Open Access
Issue
J. Eur. Opt. Society-Rapid Publ.
Volume 20, Number 1, 2024
Article Number 23
Number of page(s) 5
DOI https://doi.org/10.1051/jeos/2024023
Published online 31 May 2024

© The Author(s), published by EDP Sciences, 2024

Licence Creative CommonsThis is an Open Access article distributed under the terms of the Creative Commons Attribution License (https://creativecommons.org/licenses/by/4.0), which permits unrestricted use, distribution, and reproduction in any medium, provided the original work is properly cited.

1 Introduction

With the growing demand for enhanced signal transmission system performance, microwave photonic links are gaining popularity due to their significant bandwidth and low loss. With the growing applications of microwave photonic links in radar [1, 2], electronic warfare [3], and other fields, there is a strong emphasis on achieving the highest possible Spurious-Free Dynamic Range (SFDR) under broadband conditions. Lasers are the core components of microwave photonic links, and their Relative Intensity Noise (RIN) and optical power significantly affect the SFDR of the link.
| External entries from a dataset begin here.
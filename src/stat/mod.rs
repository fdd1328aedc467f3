//! Cumulative counter sampling and rate computation

pub mod delta;
pub mod diff;
pub mod diskstats;

use thiserror::Error;

use crate::integrations::postgres::SourceError;

pub use delta::{compute_delta, DiskRates};
pub use diskstats::{DiskCounters, DiskSnapshot, DiskstatsReader};

/// Errors raised while reading a snapshot
#[derive(Debug, Error)]
pub enum StatError {
    #[error("{path}: {source}")]
    SourceUnavailable {
        path: String,
        #[source]
        source: std::io::Error,
    },

    #[error("{origin}: malformed record at line {line}: {reason}")]
    MalformedRecord {
        origin: String,
        line: usize,
        reason: String,
    },

    #[error(transparent)]
    Source(#[from] SourceError),
}
pub const STATEMENTS_LOCAL: &str = "SELECT \
    r.rolname AS user, \
    d.datname AS database, \
    p.local_blks_hit * (current_setting('block_size')::int / 1024) AS t_hit_kb, \
    p.local_blks_read * (current_setting('block_size')::int / 1024) AS t_read_kb, \
    p.local_blks_dirtied * (current_setting('block_size')::int / 1024) AS t_dirtied_kb, \
    p.local_blks_written * (current_setting('block_size')::int / 1024) AS t_written_kb, \
    p.local_blks_hit * (current_setting('block_size')::int / 1024) AS hit_kb, \
    p.local_blks_read * (current_setting('block_size')::int / 1024) AS read_kb, \
    p.local_blks_dirtied * (current_setting('block_size')::int / 1024) AS dirtied_kb, \
    p.local_blks_written * (current_setting('block_size')::int / 1024) AS written_kb, \
    p.calls, \
    left(md5(p.userid::text || '.' || p.dbid::text || '.' || p.queryid::text), 10) AS queryid, \
    regexp_replace(p.query, '\\s+', ' ', 'g') AS query \
    FROM pg_stat_statements p \
    JOIN pg_roles r ON r.oid = p.userid \
    JOIN pg_database d ON d.oid = p.dbid \
    ORDER BY 3 DESC";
Reducing the RIN of lasers has been studied extensively by many research groups. By optimizing the structure of the waveguide layer, it is possible to decrease the internal losses of the laser while simultaneously enhancing its internal quantum efficiency, thus facilitating the realization of low RIN and high-power Distributed Feedback (DFB) lasers. In 2003, Japan’s Furukawa Electric [4] achieved a laser output of 175 mW with RIN less than −160 dB/Hz (1–2 GHz) utilizing an InGaAsP quantum well structure and a buried heterogeneity (BH). Subsequently, in 2018, Morton Photonics of the United States [5] accomplished a laser output of 101 mW with RIN less than −160 dB/Hz employing the InGaAsP quantum well structure and a ridge waveguide configuration.

Currently, the development of BH-DFB semiconductor lasers faces several challenges, notably the inadequate energy depth of quantum wells and a heightened risk of Auger recombination processes [6]. As the pumping current increases, carriers may flow out of the active region, resulting in leakage current and consequently reducing the quantum efficiency of the laser. Auger recombination further reduces radiative recombination, laser efficiency, and increases heat dissipation. I compared to InGaAsP, AlGaInAs exhibits a lower Auger recombination rate due to its larger conduction band offset difference [7], which enhances electron utilization, effectively reduces non-radiative recombination, and improves carrier confinement and injection efficiency. This leads to higher differential gain and enhances device temperature characteristics. Minimizing the series resistance of the laser is crucial for enhancing its performance. Lower series resistance delays the saturation of photocurrent characteristics, thereby improving laser output [8]. In addition, the cavity length of the laser greatly affects its output characteristics. A longer cavity can enhance thermal management by reducing the thermal resistance of the device, thereby increasing the maximum output power [9].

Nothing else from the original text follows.